When a new approach to building digital solutions comes along, the instant impression that you have to start over is usually not true. When mobile apps came along, a lot of what we already knew was valid, and the new stuff was mostly on the client side, with new operating systems and programming languages to learn. With the Internet of Things, apart from the hardware and the embedded code, even some parts on the server side changed, with new protocols and ways to handle large amounts of real-time data. But when it comes to building systems with microservices architectures, it’s actually a drastic change on many levels, and not only related to technology.

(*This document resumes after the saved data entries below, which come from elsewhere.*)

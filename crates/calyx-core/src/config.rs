use std::collections::HashMap;

use anyhow::Result;
use config::{Config, ConfigBuilder, builder::DefaultState};
use serde::Deserialize;

use crate::error::{CoreError, CoreResult};

/// Default horizon for unbounded recurrences, in years.
pub const DEFAULT_MAX_YEARS: u32 = 10;

/// Default hard cap on materialized occurrences per master.
pub const DEFAULT_MAX_INSTANCES: usize = 1000;

#[derive(Debug, Clone, Deserialize)]
pub struct Settings {
    #[serde(default)]
    pub recurrence: RecurrenceConfig,
    pub logging: LoggingConfig,
}

/// What the save workflows do with a recurring event that expands to nothing.
#[derive(Debug, Clone, Copy, Default, PartialEq, Eq, Deserialize)]
#[serde(rename_all = "snake_case")]
pub enum ZeroInstancePolicy {
    /// Refuse the save.
    #[default]
    Reject,
    /// Strip the recurrence properties and store a single event.
    Demote,
}

/// Per-principal narrowing of the system bounds.
#[derive(Debug, Clone, Default, Deserialize)]
pub struct PrincipalLimits {
    pub max_years: Option<u32>,
    pub max_instances: Option<usize>,
}

#[derive(Debug, Clone, Deserialize)]
pub struct RecurrenceConfig {
    #[serde(default = "default_max_years")]
    pub max_years: u32,
    #[serde(default = "default_max_instances")]
    pub max_instances: usize,
    #[serde(default)]
    pub zero_instance_policy: ZeroInstancePolicy,
    /// Zone used when floating values must be compared with absolute ones.
    #[serde(default = "default_floating_timezone")]
    pub floating_timezone: String,
    #[serde(default)]
    pub principals: HashMap<String, PrincipalLimits>,
}

const fn default_max_years() -> u32 {
    DEFAULT_MAX_YEARS
}

const fn default_max_instances() -> usize {
    DEFAULT_MAX_INSTANCES
}

fn default_floating_timezone() -> String {
    "UTC".to_string()
}

impl Default for RecurrenceConfig {
    fn default() -> Self {
        Self {
            max_years: DEFAULT_MAX_YEARS,
            max_instances: DEFAULT_MAX_INSTANCES,
            zero_instance_policy: ZeroInstancePolicy::default(),
            floating_timezone: default_floating_timezone(),
            principals: HashMap::new(),
        }
    }
}

/// Effective expansion bounds for one call.
#[derive(Debug, Clone, Copy, PartialEq, Eq)]
pub struct ExpansionLimits {
    pub max_years: u32,
    pub max_instances: usize,
}

impl Default for ExpansionLimits {
    fn default() -> Self {
        Self {
            max_years: DEFAULT_MAX_YEARS,
            max_instances: DEFAULT_MAX_INSTANCES,
        }
    }
}

impl RecurrenceConfig {
    /// ## Summary
    /// Returns the bounds that apply to `principal`.
    ///
    /// Principal entries can only tighten the system bounds.
    #[must_use]
    pub fn limits_for(&self, principal: Option<&str>) -> ExpansionLimits {
        let system = ExpansionLimits {
            max_years: self.max_years,
            max_instances: self.max_instances,
        };

        let Some(entry) = principal.and_then(|name| self.principals.get(name)) else {
            return system;
        };

        ExpansionLimits {
            max_years: entry
                .max_years
                .map_or(system.max_years, |years| years.min(system.max_years)),
            max_instances: entry
                .max_instances
                .map_or(system.max_instances, |count| count.min(system.max_instances)),
        }
    }

    /// ## Summary
    /// Rejects bounds that would make expansion meaningless.
    ///
    /// ## Errors
    /// Returns `CoreError::LimitOutOfRange` for a zero system or principal bound.
    pub fn validate(&self) -> CoreResult<()> {
        if self.max_years == 0 {
            return Err(CoreError::LimitOutOfRange {
                name: "recurrence.max_years",
                value: 0,
            });
        }
        if self.max_instances == 0 {
            return Err(CoreError::LimitOutOfRange {
                name: "recurrence.max_instances",
                value: 0,
            });
        }
        for (name, limits) in &self.principals {
            if limits.max_years == Some(0) || limits.max_instances == Some(0) {
                return Err(CoreError::ConfigError(format!(
                    "principal {name} has a zero recurrence bound"
                )));
            }
        }
        Ok(())
    }
}

#[derive(Debug, Clone, Deserialize)]
pub struct LoggingConfig {
    pub level: String,
}

impl Settings {
    fn builder() -> Result<ConfigBuilder<DefaultState>> {
        Ok(Config::builder()
            .set_default("logging.level", "debug")?
            .set_default("recurrence.max_years", i64::from(DEFAULT_MAX_YEARS))?
            .set_default(
                "recurrence.max_instances",
                i64::try_from(DEFAULT_MAX_INSTANCES)?,
            )?)
    }

    /// ## Summary
    /// Loads configuration from environment variables and an optional `config.toml`.
    ///
    /// Environment keys use the `CALYX_` prefix and `__` between sections,
    /// e.g. `CALYX_RECURRENCE__MAX_YEARS=5`.
    ///
    /// ## Errors
    /// Returns an error if building, deserializing or validating the configuration fails.
    pub fn load() -> Result<Self> {
        let settings = Self::builder()?
            .add_source(
                config::Environment::with_prefix("CALYX")
                    .prefix_separator("_")
                    .separator("__")
                    .ignore_empty(true)
                    .try_parsing(true),
            )
            .add_source(config::File::with_name("config.toml").required(false))
            .build()?
            .try_deserialize::<Settings>()?;
        settings.recurrence.validate()?;
        Ok(settings)
    }

    /// ## Summary
    /// Builds settings from TOML text layered over the defaults.
    ///
    /// ## Errors
    /// Returns an error if the text is not valid TOML for `Settings` or fails validation.
    pub fn from_toml_str(text: &str) -> Result<Self> {
        let settings = Self::builder()?
            .add_source(config::File::from_str(text, config::FileFormat::Toml))
            .build()?
            .try_deserialize::<Settings>()?;
        settings.recurrence.validate()?;
        Ok(settings)
    }
}

/// ## Summary
/// Loads configuration from environment variables and `.env` file.
///
/// ## Errors
/// Returns an error if loading or deserializing the configuration fails.
pub fn load_config() -> Result<Settings> {
    dotenvy::dotenv().ok();

    let settings = Settings::load()?;
    tracing::debug!(
        max_years = settings.recurrence.max_years,
        max_instances = settings.recurrence.max_instances,
        "Recurrence limits loaded"
    );
    Ok(settings)
}

#[cfg(test)]
mod tests {
    use super::*;

    #[test]
    fn defaults_apply_without_recurrence_section() {
        let settings = Settings::from_toml_str("").expect("defaults are valid");
        assert_eq!(settings.logging.level, "debug");
        assert_eq!(settings.recurrence.max_years, DEFAULT_MAX_YEARS);
        assert_eq!(settings.recurrence.max_instances, DEFAULT_MAX_INSTANCES);
        assert_eq!(
            settings.recurrence.zero_instance_policy,
            ZeroInstancePolicy::Reject
        );
        assert_eq!(settings.recurrence.floating_timezone, "UTC");
    }

    #[test]
    fn principal_limits_only_narrow() {
        let settings = Settings::from_toml_str(
            r#"
            [recurrence]
            max_years = 5
            max_instances = 200
            zero_instance_policy = "demote"

            [recurrence.principals.alice]
            max_instances = 50

            [recurrence.principals.bob]
            max_years = 20
            "#,
        )
        .expect("valid settings");

        let recurrence = &settings.recurrence;
        assert_eq!(recurrence.zero_instance_policy, ZeroInstancePolicy::Demote);
        assert_eq!(
            recurrence.limits_for(Some("alice")),
            ExpansionLimits {
                max_years: 5,
                max_instances: 50
            }
        );
        assert_eq!(
            recurrence.limits_for(Some("bob")),
            ExpansionLimits {
                max_years: 5,
                max_instances: 200
            }
        );
        assert_eq!(
            recurrence.limits_for(Some("carol")),
            recurrence.limits_for(None)
        );
    }

    #[test]
    fn zero_bounds_are_rejected() {
        let err = Settings::from_toml_str("[recurrence]\nmax_instances = 0\n")
            .expect_err("zero instances is invalid");
        assert!(err.to_string().contains("max_instances"));

        let config = RecurrenceConfig {
            principals: HashMap::from([(
                "eve".to_string(),
                PrincipalLimits {
                    max_years: Some(0),
                    max_instances: None,
                },
            )]),
            ..RecurrenceConfig::default()
        };
        assert!(matches!(config.validate(), Err(CoreError::ConfigError(_))));
    }

    #[test]
    fn limits_deserialize_from_json() {
        let config: RecurrenceConfig =
            serde_json::from_str(r#"{"max_years": 2}"#).expect("partial config");
        assert_eq!(config.max_years, 2);
        assert_eq!(config.max_instances, DEFAULT_MAX_INSTANCES);
    }
}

But to start with the technology of microservices, the smallest change is to split up old monolithic code into smaller services, and with an already well-designed (e.g. SOA) architecture, that’s actually not very hard. What gets hard is to load balance, fail-over, and auto-scale these services on a sub-machine container level, which in turn require new approaches to dynamic service discovery, versioning, and various security aspects, like authentication. When you got all that figured out, you realize that the remaining obstacle to infinite scalability is the inherently monolithic relational database. Despite its fantastic ability to adapt to any new requirements with a new (join) query, in many cases it simply has to go away (and yes, as an old-timer, I’ve been struggling a lot with this one). Each service has to own its data, and the best way to make sure that every service is up-to-date with what it needs to know and/or affect, is to have them tap into a central data streaming pipeline with everything that is happening. To be more specific, on the Microsoft platform I’m talking about Azure Service Fabric, CosmoDB, and Event Hub in Azure, with IBM it’s mostly about Containers, Cloudant, and MQLight in BlueMix, and some open source alternatives are Docker/Swarm, DynamoDB, and Apache Kafka. An interesting detail is that languages are actually of less importance, and it’s mostly easy to mix them, but this diversity can make it harder to share/reuse and can create a fragmented culture. For those that want to go deeper, I recommend the free book Microservice Architecture.
Beyond tech, and probably most important, is what has to change in the way people work. The old large silos of business/sales, marketing/design, development, test, operations has to move into small autonomous teams with all these capabilities that can take something of value from idea to run in production with high speed and high quality.
Whether you have been thinking about this already, or this comes as news to you, I suggest you start experimenting with this approach, these technologies, and these new ways of working.